▶ **Work to complete**
Retype only the stretch of lines that starts with the line containing "fmt().with_env_filter(filter).with_target(false).init();" and ends with the last line of the records, both included, exactly.

***** Extracted records

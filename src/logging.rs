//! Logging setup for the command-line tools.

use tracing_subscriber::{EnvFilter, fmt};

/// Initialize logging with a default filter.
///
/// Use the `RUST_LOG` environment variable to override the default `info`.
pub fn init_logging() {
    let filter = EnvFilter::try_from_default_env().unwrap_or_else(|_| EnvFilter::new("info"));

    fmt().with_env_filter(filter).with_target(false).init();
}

**********

▶ **Your solution**
    fmt().with_env_filter(filter).with_target(false).init();
}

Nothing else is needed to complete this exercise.